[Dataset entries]
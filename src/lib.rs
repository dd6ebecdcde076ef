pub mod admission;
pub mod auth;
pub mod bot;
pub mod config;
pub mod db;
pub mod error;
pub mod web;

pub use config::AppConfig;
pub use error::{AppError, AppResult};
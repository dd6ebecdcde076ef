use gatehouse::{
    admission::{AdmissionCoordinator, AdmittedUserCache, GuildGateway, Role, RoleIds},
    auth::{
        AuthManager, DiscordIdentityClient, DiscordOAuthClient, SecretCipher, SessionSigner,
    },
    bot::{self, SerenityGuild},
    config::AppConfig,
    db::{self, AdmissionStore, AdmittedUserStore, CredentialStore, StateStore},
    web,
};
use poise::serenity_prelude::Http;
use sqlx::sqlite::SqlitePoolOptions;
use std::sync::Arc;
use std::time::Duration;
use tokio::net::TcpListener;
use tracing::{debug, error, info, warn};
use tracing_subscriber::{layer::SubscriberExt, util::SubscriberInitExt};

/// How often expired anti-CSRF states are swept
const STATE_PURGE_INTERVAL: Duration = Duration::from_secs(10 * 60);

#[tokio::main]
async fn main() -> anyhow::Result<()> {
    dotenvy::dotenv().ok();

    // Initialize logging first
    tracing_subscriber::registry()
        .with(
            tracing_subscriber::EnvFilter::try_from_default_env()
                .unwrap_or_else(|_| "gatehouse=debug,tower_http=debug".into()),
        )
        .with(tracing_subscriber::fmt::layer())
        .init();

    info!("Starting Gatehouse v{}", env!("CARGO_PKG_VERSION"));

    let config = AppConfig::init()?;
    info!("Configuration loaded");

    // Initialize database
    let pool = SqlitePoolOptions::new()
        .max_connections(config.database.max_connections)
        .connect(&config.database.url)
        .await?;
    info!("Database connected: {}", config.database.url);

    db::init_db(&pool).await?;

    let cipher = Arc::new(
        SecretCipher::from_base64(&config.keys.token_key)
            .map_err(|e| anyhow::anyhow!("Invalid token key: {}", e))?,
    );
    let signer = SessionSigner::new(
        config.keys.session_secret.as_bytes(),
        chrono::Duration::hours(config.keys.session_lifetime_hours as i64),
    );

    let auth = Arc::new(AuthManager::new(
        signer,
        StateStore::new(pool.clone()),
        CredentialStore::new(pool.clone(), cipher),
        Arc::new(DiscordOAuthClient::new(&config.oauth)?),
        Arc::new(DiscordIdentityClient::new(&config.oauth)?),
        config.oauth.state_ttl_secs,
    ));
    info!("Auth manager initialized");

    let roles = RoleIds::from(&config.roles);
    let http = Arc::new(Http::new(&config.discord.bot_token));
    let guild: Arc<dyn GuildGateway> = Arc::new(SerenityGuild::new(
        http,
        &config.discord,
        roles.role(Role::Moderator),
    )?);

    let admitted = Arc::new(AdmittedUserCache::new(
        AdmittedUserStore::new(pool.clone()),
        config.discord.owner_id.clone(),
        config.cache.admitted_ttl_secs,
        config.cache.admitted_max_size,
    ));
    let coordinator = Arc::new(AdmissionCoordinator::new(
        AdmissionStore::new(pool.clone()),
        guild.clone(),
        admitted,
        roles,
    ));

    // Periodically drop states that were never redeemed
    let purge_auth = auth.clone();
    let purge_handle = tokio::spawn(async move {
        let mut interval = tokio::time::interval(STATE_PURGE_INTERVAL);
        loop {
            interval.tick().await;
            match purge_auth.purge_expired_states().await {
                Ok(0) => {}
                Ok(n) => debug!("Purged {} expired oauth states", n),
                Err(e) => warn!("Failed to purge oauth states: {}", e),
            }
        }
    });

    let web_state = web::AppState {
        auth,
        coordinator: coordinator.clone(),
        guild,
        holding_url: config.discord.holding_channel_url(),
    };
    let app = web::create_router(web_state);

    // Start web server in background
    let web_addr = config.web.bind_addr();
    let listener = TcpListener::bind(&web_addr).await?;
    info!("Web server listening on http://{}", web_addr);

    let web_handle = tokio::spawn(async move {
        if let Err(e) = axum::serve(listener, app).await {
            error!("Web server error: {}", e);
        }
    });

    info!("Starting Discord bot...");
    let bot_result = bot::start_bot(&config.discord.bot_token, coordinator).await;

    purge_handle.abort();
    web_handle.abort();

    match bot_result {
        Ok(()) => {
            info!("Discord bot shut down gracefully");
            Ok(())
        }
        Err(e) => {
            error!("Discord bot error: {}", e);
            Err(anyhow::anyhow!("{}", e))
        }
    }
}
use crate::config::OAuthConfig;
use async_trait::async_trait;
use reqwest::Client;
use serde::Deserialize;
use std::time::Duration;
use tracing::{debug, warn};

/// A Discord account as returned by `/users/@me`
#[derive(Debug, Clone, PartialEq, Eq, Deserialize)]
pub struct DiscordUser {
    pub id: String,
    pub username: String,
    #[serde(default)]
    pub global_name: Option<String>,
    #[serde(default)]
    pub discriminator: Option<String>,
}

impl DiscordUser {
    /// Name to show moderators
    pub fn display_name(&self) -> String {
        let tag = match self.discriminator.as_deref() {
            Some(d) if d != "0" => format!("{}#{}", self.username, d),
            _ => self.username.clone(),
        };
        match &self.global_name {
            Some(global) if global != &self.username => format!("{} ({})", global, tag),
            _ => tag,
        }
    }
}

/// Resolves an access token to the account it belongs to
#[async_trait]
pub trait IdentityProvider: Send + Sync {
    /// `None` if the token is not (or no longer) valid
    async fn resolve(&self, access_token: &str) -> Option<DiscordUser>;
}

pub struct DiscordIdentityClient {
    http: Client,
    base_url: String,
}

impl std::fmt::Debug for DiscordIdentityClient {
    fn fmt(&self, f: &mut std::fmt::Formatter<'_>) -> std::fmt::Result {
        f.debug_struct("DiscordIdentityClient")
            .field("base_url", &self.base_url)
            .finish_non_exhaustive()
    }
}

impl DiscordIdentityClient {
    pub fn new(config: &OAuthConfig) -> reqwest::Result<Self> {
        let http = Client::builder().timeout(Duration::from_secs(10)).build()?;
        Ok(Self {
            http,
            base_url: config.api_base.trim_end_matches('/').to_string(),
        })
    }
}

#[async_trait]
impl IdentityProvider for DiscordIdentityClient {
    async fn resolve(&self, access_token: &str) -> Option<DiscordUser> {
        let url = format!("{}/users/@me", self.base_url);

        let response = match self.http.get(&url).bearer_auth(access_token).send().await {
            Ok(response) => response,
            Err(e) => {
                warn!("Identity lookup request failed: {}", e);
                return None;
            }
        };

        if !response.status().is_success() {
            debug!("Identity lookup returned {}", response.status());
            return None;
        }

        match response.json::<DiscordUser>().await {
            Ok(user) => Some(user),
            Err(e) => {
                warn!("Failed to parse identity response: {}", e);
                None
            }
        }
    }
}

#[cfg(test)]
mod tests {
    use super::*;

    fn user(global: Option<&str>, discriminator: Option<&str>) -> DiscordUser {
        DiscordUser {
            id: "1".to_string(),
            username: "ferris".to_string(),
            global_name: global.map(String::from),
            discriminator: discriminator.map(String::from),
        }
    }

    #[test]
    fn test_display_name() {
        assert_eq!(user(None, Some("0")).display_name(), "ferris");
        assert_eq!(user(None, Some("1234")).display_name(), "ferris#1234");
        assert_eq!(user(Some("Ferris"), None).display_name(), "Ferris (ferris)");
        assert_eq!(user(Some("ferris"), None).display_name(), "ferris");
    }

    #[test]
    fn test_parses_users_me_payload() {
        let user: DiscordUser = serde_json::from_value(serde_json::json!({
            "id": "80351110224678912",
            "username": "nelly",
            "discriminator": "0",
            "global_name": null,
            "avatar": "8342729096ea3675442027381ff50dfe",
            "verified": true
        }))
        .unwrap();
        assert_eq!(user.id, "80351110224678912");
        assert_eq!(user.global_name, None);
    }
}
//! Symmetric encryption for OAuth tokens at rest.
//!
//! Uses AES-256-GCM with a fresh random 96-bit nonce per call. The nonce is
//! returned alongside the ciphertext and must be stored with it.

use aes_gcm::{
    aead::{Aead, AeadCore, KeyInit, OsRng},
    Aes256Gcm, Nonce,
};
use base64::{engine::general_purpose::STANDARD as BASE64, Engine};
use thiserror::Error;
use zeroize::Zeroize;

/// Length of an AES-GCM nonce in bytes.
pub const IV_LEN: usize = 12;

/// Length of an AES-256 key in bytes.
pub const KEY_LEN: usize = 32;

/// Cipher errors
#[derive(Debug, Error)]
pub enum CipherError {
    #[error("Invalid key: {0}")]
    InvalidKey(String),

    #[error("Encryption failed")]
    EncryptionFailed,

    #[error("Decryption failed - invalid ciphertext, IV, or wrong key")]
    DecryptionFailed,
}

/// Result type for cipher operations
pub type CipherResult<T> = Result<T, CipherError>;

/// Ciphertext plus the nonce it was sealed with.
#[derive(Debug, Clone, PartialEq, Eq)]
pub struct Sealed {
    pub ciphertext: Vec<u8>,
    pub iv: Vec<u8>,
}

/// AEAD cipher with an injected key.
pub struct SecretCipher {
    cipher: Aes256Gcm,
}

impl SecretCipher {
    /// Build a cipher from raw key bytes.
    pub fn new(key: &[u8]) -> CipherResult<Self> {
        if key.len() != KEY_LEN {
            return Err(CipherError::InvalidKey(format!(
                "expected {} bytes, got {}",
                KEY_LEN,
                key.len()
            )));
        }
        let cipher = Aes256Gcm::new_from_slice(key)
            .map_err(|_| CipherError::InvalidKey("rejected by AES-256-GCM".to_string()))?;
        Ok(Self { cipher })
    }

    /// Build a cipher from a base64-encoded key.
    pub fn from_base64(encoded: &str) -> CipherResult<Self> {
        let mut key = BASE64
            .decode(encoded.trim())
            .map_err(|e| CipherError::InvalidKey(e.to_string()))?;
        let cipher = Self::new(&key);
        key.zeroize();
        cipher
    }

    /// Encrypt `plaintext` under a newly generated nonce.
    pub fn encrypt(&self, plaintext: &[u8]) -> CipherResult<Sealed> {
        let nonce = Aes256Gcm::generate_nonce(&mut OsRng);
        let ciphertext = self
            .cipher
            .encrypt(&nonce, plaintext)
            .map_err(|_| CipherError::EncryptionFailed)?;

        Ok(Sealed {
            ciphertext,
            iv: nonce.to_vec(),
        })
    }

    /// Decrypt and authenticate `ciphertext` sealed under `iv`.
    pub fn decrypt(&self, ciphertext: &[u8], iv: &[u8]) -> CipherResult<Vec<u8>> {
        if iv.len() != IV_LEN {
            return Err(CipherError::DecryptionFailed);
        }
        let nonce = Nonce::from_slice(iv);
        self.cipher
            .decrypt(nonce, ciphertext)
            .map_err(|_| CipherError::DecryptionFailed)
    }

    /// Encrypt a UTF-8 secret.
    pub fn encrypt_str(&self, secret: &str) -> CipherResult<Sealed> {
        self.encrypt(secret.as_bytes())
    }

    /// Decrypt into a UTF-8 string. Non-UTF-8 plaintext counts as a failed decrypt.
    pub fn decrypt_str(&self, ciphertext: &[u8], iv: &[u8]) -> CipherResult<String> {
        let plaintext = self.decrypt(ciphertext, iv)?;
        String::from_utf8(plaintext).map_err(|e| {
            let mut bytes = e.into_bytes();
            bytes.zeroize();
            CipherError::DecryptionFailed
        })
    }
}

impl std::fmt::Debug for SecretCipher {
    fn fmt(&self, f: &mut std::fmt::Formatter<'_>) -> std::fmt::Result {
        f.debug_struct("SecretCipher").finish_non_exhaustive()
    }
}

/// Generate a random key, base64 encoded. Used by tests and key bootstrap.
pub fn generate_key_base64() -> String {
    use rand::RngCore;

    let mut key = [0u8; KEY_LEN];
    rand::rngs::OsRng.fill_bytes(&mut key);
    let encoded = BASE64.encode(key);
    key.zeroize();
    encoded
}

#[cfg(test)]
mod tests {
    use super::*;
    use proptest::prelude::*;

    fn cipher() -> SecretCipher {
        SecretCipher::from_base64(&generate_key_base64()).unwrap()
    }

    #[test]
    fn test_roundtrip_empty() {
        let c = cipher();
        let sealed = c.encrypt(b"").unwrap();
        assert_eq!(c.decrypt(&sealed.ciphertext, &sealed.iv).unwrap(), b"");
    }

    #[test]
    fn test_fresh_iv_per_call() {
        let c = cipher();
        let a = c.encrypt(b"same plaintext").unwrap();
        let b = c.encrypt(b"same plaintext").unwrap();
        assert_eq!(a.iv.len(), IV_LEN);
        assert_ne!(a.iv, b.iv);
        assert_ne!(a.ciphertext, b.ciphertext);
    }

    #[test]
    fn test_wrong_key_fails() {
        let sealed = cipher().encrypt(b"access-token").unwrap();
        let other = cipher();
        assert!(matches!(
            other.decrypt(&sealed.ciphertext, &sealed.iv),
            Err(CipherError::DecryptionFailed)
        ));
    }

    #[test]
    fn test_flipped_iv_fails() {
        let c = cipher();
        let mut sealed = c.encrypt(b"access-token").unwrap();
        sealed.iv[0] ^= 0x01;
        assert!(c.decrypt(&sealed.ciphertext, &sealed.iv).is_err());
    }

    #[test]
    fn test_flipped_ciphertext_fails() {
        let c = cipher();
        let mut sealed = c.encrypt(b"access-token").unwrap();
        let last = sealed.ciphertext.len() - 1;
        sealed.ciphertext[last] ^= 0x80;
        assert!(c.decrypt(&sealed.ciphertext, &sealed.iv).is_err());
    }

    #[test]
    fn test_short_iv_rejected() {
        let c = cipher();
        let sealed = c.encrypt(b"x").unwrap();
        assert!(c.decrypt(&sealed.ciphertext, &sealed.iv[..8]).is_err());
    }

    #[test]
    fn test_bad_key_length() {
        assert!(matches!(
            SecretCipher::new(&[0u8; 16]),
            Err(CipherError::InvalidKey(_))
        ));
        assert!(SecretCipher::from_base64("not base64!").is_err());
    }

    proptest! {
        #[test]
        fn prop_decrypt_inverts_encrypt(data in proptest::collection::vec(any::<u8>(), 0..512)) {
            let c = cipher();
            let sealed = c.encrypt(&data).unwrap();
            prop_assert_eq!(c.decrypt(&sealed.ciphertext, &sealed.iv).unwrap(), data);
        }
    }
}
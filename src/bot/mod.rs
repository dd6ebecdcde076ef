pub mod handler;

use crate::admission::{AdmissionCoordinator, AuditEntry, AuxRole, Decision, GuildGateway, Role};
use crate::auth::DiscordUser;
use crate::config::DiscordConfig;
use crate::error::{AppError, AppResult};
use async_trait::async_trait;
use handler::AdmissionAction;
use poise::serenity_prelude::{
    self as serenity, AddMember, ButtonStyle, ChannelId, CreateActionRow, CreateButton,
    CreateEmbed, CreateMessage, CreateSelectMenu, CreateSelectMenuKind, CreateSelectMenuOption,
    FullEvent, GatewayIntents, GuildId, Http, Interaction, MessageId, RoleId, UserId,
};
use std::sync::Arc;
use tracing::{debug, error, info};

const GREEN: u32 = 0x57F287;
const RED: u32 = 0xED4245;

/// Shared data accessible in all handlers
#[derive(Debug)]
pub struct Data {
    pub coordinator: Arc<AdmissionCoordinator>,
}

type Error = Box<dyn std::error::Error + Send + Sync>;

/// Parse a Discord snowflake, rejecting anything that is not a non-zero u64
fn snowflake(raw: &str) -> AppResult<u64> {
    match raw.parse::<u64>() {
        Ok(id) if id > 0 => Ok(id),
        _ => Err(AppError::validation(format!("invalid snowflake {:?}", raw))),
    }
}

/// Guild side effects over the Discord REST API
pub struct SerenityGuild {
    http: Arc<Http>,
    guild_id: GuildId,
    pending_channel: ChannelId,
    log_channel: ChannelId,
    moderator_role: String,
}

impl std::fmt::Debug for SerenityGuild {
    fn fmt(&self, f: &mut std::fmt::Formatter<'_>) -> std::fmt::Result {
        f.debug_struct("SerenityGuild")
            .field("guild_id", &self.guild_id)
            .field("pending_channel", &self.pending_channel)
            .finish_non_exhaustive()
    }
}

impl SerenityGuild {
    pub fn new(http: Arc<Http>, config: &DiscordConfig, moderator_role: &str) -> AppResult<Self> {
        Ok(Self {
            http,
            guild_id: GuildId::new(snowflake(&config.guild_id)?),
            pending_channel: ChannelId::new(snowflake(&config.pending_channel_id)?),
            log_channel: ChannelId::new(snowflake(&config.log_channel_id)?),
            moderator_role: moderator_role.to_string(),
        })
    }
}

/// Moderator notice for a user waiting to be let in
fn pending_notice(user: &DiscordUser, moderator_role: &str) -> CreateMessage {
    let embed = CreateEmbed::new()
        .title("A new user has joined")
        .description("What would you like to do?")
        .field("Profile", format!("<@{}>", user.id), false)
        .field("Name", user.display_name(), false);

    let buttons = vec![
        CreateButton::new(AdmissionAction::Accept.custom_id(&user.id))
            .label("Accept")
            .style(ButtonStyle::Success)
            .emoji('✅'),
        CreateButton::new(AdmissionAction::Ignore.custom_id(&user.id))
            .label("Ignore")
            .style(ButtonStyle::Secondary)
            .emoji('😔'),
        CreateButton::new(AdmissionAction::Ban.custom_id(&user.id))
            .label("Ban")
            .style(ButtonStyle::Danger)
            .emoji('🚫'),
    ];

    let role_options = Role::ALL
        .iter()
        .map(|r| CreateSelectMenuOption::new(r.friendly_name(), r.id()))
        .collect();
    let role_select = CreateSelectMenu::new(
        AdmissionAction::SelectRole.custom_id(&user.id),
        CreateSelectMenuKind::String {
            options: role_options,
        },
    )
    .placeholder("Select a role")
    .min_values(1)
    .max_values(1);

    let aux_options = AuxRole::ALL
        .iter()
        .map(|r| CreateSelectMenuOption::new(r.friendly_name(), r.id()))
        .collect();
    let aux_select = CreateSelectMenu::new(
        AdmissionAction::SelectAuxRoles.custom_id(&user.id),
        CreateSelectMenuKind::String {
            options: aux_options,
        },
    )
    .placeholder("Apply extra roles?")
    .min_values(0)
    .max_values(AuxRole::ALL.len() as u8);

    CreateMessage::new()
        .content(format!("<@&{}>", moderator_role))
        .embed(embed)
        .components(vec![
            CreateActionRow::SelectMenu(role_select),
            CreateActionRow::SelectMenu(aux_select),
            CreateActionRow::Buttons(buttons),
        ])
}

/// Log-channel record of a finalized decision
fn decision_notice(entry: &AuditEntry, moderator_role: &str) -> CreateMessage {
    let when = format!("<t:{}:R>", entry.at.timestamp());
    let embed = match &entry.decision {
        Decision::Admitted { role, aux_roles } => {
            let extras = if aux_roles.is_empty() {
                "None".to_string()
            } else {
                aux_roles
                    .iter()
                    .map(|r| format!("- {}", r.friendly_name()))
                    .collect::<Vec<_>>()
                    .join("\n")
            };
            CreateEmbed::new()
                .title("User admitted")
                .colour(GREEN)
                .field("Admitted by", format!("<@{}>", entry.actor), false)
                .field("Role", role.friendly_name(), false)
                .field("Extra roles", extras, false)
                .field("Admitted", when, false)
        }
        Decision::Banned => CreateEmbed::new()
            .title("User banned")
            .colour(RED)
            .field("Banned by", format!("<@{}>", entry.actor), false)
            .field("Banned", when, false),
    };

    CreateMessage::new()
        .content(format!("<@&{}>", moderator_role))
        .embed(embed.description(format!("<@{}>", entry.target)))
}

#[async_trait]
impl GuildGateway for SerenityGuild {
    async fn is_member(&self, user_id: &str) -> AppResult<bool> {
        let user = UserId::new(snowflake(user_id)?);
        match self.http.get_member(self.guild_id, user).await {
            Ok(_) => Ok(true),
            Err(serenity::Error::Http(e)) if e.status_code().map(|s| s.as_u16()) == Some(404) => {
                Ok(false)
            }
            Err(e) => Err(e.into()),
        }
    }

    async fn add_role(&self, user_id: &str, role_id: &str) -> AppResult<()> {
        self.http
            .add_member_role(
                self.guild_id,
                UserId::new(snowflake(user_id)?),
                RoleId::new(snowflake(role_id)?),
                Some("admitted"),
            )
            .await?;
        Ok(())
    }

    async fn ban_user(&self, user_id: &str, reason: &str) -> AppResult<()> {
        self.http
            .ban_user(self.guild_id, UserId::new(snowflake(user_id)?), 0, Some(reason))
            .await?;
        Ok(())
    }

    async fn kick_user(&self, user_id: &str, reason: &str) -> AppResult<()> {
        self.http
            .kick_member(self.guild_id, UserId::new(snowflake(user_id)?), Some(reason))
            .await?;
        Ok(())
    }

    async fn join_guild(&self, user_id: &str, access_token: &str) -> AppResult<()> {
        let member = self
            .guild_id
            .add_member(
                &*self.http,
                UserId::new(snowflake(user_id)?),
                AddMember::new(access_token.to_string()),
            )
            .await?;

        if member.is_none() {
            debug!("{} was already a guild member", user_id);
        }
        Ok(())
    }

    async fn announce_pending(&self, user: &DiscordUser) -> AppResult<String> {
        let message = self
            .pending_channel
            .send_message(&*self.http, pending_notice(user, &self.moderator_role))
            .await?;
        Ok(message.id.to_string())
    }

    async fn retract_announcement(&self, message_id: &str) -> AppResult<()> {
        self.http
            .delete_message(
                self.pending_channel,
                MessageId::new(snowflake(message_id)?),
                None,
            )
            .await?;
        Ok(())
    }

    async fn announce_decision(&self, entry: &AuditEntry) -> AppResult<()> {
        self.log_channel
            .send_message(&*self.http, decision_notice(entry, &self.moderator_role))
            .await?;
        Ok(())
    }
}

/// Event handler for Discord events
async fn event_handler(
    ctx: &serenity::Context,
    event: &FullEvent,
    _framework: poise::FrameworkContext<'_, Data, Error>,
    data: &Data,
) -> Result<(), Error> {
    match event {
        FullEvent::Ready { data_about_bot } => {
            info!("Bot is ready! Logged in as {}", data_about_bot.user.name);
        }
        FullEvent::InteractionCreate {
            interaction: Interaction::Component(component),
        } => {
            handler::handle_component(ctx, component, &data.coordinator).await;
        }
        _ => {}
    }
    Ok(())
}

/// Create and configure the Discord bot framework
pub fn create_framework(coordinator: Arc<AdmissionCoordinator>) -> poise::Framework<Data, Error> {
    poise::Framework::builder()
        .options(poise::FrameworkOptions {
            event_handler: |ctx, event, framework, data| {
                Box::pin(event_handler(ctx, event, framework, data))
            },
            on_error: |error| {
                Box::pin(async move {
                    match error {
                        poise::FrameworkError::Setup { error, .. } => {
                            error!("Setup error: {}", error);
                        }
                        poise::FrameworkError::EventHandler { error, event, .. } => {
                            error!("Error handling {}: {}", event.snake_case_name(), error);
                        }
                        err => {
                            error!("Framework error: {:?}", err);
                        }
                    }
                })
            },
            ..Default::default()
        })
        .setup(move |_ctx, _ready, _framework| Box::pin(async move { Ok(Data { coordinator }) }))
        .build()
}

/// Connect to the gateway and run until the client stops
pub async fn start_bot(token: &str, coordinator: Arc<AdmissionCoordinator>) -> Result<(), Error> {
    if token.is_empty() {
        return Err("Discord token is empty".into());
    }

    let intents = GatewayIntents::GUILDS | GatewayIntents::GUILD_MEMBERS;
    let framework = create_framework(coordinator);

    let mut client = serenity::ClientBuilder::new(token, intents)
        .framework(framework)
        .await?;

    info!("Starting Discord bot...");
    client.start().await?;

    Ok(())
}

◆ **Work instruction**: Work out how many lines of the data above hold the word "const", and write only the count.

◆ **Exercise result**: 5